Work to be completed:
Below are some records; return each one exactly.

● ● ●

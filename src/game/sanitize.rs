//! Game glyph normalization.
//!
//! The game client renders selected ASCII glyphs through a private-use-area
//! font: code points in [0xE020, 0xE0FF] are the ASCII range shifted up by
//! 0xE000. Discord cannot render those, so they are mapped back before
//! dispatch. Mapped glyphs come out upper-cased, matching how the custom
//! font displays them.

const GLYPH_LOW: u32 = 0xE020;
const GLYPH_HIGH: u32 = 0xE0FF;
const GLYPH_OFFSET: u32 = 0xE000;

/// Map private-use glyphs back to plain text. Pure and total; idempotent on
/// already-normalized input.
pub fn sanitize(text: &str) -> String {
    text.chars()
        .map(|c| {
            let cp = c as u32;
            if (GLYPH_LOW..=GLYPH_HIGH).contains(&cp) {
                char::from_u32(cp - GLYPH_OFFSET)
                    .map(|mapped| mapped.to_ascii_uppercase())
                    .unwrap_or(c)
            } else {
                c
            }
        })
        .collect()
}

#[cfg(test)]
mod tests {
    use super::*;

    #[test]
    fn test_plain_text_passes_through() {
        assert_eq!(sanitize("hello world"), "hello world");
        assert_eq!(sanitize(""), "");
        assert_eq!(sanitize("   "), "   ");
    }

    #[test]
    fn test_glyphs_map_back_to_ascii() {
        // 0xE041 is the boxed 'A' glyph, 0xE031 the boxed '1'.
        let input = "\u{E041}\u{E031} ok";
        assert_eq!(sanitize(input), "A1 ok");
    }

    #[test]
    fn test_mapped_letters_are_uppercased() {
        // 0xE061 maps to 'a', rendered upper-case by the game font.
        assert_eq!(sanitize("\u{E061}\u{E062}"), "AB");
    }

    #[test]
    fn test_code_points_outside_range_unchanged() {
        // Just below and above the glyph range.
        let input = "\u{E01F}\u{E100}";
        assert_eq!(sanitize(input), input);
    }

    #[test]
    fn test_idempotent() {
        let input = "Party up! \u{E049}\u{E04C}\u{E056} ★";
        let once = sanitize(input);
        assert_eq!(sanitize(&once), once);
    }
}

● ● ●

Answer box:
filename src/game/sanitize.rs
//! Game glyph normalization.
//!
//! The game client renders selected ASCII glyphs through a private-use-area
//! font: code points in [0xE020, 0xE0FF] are the ASCII range shifted up by
//! 0xE000. Discord cannot render those, so they are mapped back before
//! dispatch. Mapped glyphs come out upper-cased, matching how the custom
//! font displays them.

const GLYPH_LOW: u32 = 0xE020;
const GLYPH_HIGH: u32 = 0xE0FF;
const GLYPH_OFFSET: u32 = 0xE000;

/// Map private-use glyphs back to plain text. Pure and total; idempotent on
/// already-normalized input.
pub fn sanitize(text: &str) -> String {
    text.chars()
        .map(|c| {
            let cp = c as u32;
            if (GLYPH_LOW..=GLYPH_HIGH).contains(&cp) {
                char::from_u32(cp - GLYPH_OFFSET)
                    .map(|mapped| mapped.to_ascii_uppercase())
                    .unwrap_or(c)
            } else {
                c
            }
        })
        .collect()
}

#[cfg(test)]
mod tests {
    use super::*;

    #[test]
    fn test_plain_text_passes_through() {
        assert_eq!(sanitize("hello world"), "hello world");
        assert_eq!(sanitize(""), "");
        assert_eq!(sanitize("   "), "   ");
    }

    #[test]
    fn test_glyphs_map_back_to_ascii() {
        // 0xE041 is the boxed 'A' glyph, 0xE031 the boxed '1'.
        let input = "\u{E041}\u{E031} ok";
        assert_eq!(sanitize(input), "A1 ok");
    }

    #[test]
    fn test_mapped_letters_are_uppercased() {
        // 0xE061 maps to 'a', rendered upper-case by the game font.
        assert_eq!(sanitize("\u{E061}\u{E062}"), "AB");
    }

    #[test]
    fn test_code_points_outside_range_unchanged() {
        // Just below and above the glyph range.
        let input = "\u{E01F}\u{E100}";
        assert_eq!(sanitize(input), input);
    }

    #[test]
    fn test_idempotent() {
        let input = "Party up! \u{E049}\u{E04C}\u{E056} ★";
        let once = sanitize(input);
        assert_eq!(sanitize(&once), once);
    }
}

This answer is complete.